Jan 3, 2010, 3:57:44 PM1/3/10

to

This is similar to the share_ptr correspondence.
I don't think that there is case in which memory visibility is an
issue since coherency is guaranteed when the thread got the reference
(access protected using some synchronization that guarantees
visibility).

BTW - same reasoning seem to work for the first AddRef (for objects
that constructed from ref-count==0 for the favor of "sp = new T").

Rani

Chris M. Thomasson

unread,

Jan 3, 2010, 4:14:28 PM1/3/10

to

"Rani Sharoni" <ranish...@gmail.com> wrote in message
news:6778ed8d-e137-4f0f...@21g2000yqj.googlegroups.com...
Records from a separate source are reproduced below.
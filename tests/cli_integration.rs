//! Integration tests that run the CLI binary.

use tempfile::TempDir;

fn bin(data_dir: &TempDir) -> std::process::Command {
    // CARGO_BIN_EXE_<name> uses the binary target name; hyphens require concat! for env!()
    let bin = env!(concat!("CARGO_BIN_EXE_relay", "-", "chat"));
    let mut cmd = std::process::Command::new(bin);
    cmd.env_remove("RELAY_WEBHOOK_BASE")
        .env("RELAY_CHAT_DATA_DIR", data_dir.path())
        // Run from temp dir so dotenv() won't load .env from project root
        .current_dir(data_dir.path());
    cmd
}

#[test]
fn cli_help_succeeds_and_outputs_usage() {
    let tmp = TempDir::new().expect("temp dir");
    let output = bin(&tmp)
        .arg("--help")
        .output()
        .expect("binary not found - run cargo build first");

    assert!(
        output.status.success(),
        "stderr: {}",
        String::from_utf8_lossy(&output.stderr)
    );
    let stdout = String::from_utf8_lossy(&output.stdout);
    assert!(
        stdout.contains("relay-chat") && stdout.contains("inspect"),
        "expected usage text in output"
    );
}

#[test]
fn cli_version_succeeds() {
    let tmp = TempDir::new().expect("temp dir");
    let output = bin(&tmp)
        .arg("--version")
        .output()
        .expect("binary not found - run cargo build first");

    assert!(output.status.success());
    assert!(String::from_utf8_lossy(&output.stdout).contains("relay-chat"));
}

#[test]
fn cli_prompt_without_webhook_base_exits_with_error() {
    let tmp = TempDir::new().expect("temp dir");
    let output = bin(&tmp)
        .arg("-p")
        .arg("hello")
        .output()
        .expect("binary not found - run cargo build first");

    assert!(
        !output.status.success(),
        "expected failure when RELAY_WEBHOOK_BASE is not set"
    );
    let stderr = String::from_utf8_lossy(&output.stderr);
    assert!(
        stderr.contains("RELAY_WEBHOOK_BASE"),
        "expected config error message, got: {}",
        stderr
    );
}

#[test]
fn cli_inspect_runs_body_through_pipeline() {
    let tmp = TempDir::new().expect("temp dir");
    let output = bin(&tmp)
        .arg("inspect")
        .arg(r#"{"success":true,"message":"Hello there"}"#)
        .output()
        .expect("binary not found - run cargo build first");

    assert!(
        output.status.success(),
        "stderr: {}",
        String::from_utf8_lossy(&output.stderr)
    );
    let stdout = String::from_utf8_lossy(&output.stdout);
    assert!(stdout.contains("Counts quota:   yes"), "got: {}", stdout);
    assert!(stdout.contains("Hello there"), "got: {}", stdout);
}

#[test]
fn cli_status_works_offline_when_signed_out() {
    let tmp = TempDir::new().expect("temp dir");
    let output = bin(&tmp)
        .arg("status")
        .output()
        .expect("binary not found - run cargo build first");

    assert!(
        output.status.success(),
        "stderr: {}",
        String::from_utf8_lossy(&output.stderr)
    );
    assert!(String::from_utf8_lossy(&output.stdout).contains("not signed in"));
}

#[test]
fn cli_theme_persists_between_runs() {
    let tmp = TempDir::new().expect("temp dir");
    let set = bin(&tmp)
        .args(["theme", "light"])
        .output()
        .expect("binary not found - run cargo build first");
    assert!(set.status.success());

    let show = bin(&tmp)
        .arg("theme")
        .output()
        .expect("binary not found - run cargo build first");
    assert!(String::from_utf8_lossy(&show.stdout).contains("light"));
}
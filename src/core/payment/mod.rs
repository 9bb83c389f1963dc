//! Plan upgrades: payment sessions, provider transaction messages, and status polling.

mod poller;

pub use poller::{PaymentPoller, PollOutcome, PollState};

use serde::Deserialize;

/// `type` carried by provider transaction messages.
pub const TRANSACTION_MESSAGE_TYPE: &str = "TransactionResponse";

/// Payment page opened for the user, as returned by the initiate endpoint.
#[derive(Debug, Clone, PartialEq, Eq, Deserialize)]
#[serde(rename_all = "camelCase")]
pub struct PaymentSession {
    #[serde(alias = "paymentUrl", alias = "iframeUrl")]
    pub url: String,
    #[serde(alias = "sessionId", alias = "id")]
    pub transaction_id: String,
}

/// Transaction status reported by the provider or the status endpoint.
#[derive(Debug, Clone, Copy, PartialEq, Eq)]
pub enum TransactionStatus {
    Success,
    Approved,
    Failed,
    Error,
    Pending,
}

impl TransactionStatus {
    /// Parse a status string. Unknown values are treated as still pending.
    pub fn parse(s: &str) -> Self {
        match s.trim().to_ascii_lowercase().as_str() {
            "success" => TransactionStatus::Success,
            "approved" => TransactionStatus::Approved,
            "failed" => TransactionStatus::Failed,
            "error" => TransactionStatus::Error,
            _ => TransactionStatus::Pending,
        }
    }

    pub fn is_success(self) -> bool {
        matches!(self, TransactionStatus::Success | TransactionStatus::Approved)
    }

    pub fn is_failure(self) -> bool {
        matches!(self, TransactionStatus::Failed | TransactionStatus::Error)
    }
}

/// `{type, status, message?}` payload posted by the payment iframe and echoed by the
/// status endpoint.
#[derive(Debug, Clone, PartialEq, Eq, Deserialize)]
pub struct TransactionPayload {
    #[serde(rename = "type", default)]
    pub kind: String,
    pub status: String,
    #[serde(default)]
    pub message: Option<String>,
}

impl TransactionPayload {
    pub fn status(&self) -> TransactionStatus {
        TransactionStatus::parse(&self.status)
    }
}

fn normalize_origin(origin: &str) -> String {
    origin.trim().trim_end_matches('/').to_ascii_lowercase()
}

/// Accept a cross-document transaction message only from an allowed origin and only
/// when it is a `TransactionResponse`. Everything else is ignored.
pub fn accept_transaction_message(
    origin: &str,
    data: &str,
    allowed_origins: &[String],
) -> Option<TransactionPayload> {
    let origin = normalize_origin(origin);
    if !allowed_origins
        .iter()
        .any(|allowed| normalize_origin(allowed) == origin)
    {
        log::warn!("Ignoring transaction message from untrusted origin {}", origin);
        return None;
    }
    let payload: TransactionPayload = match serde_json::from_str(data) {
        Ok(p) => p,
        Err(e) => {
            log::debug!("Ignoring malformed transaction message: {}", e);
            return None;
        }
    };
    (payload.kind == TRANSACTION_MESSAGE_TYPE).then_some(payload)
}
The thread which drops to zero needs to synchronize with the other threads
that previously decremented the counter:
________________________________________________________
struct object
{
word32 m_state1; // = 0
word32 m_state2; // = 0
uword32 m_count; // =2

void thread_a()
{
m_state1 = 666;

// release membar

if (m_count == 1 || atomic_faa(&m_count, -1) == 1)
{
// we need acquire membar here to sync with
// thread b's store to `m_state2'.

// acquire membar

assert(m_state2 == -666);
}
}

void thread_b()
{
m_state2 = -666;

// release membar

if (m_count == 1 || atomic_faa(&m_count, -1) == 1)
{
// we need acquire membar here to sync with
// thread a's store to `m_state1'.

// acquire membar

assert(m_state1 == 666);
}
}
};
________________________________________________________

This example can trip the assertions if you omit the acquire membar.

Rani Sharoni

unread,

Jan 3, 2010, 4:25:02 PM1/3/10

to

On Jan 3, 11:14 pm, "Chris M. Thomasson" <n...@spam.invalid> wrote:
> "Rani Sharoni" <ranisharon...@gmail.com> wrote in message

So there is write to m_state1 without any additional synchronization?
Seems like broken code for COM style ref-counting:
// use some synchronization to get reference
// use the object
pObject->Release();
// no m_state1 assumptions in destructor (final delete)

Rani

Chris M. Thomasson

unread,

Jan 3, 2010, 11:45:56 PM1/3/10

to

"Rani Sharoni" <ranish...@gmail.com> wrote in message

news:d03381ed-8633-4302...@a21g2000yqc.googlegroups.com...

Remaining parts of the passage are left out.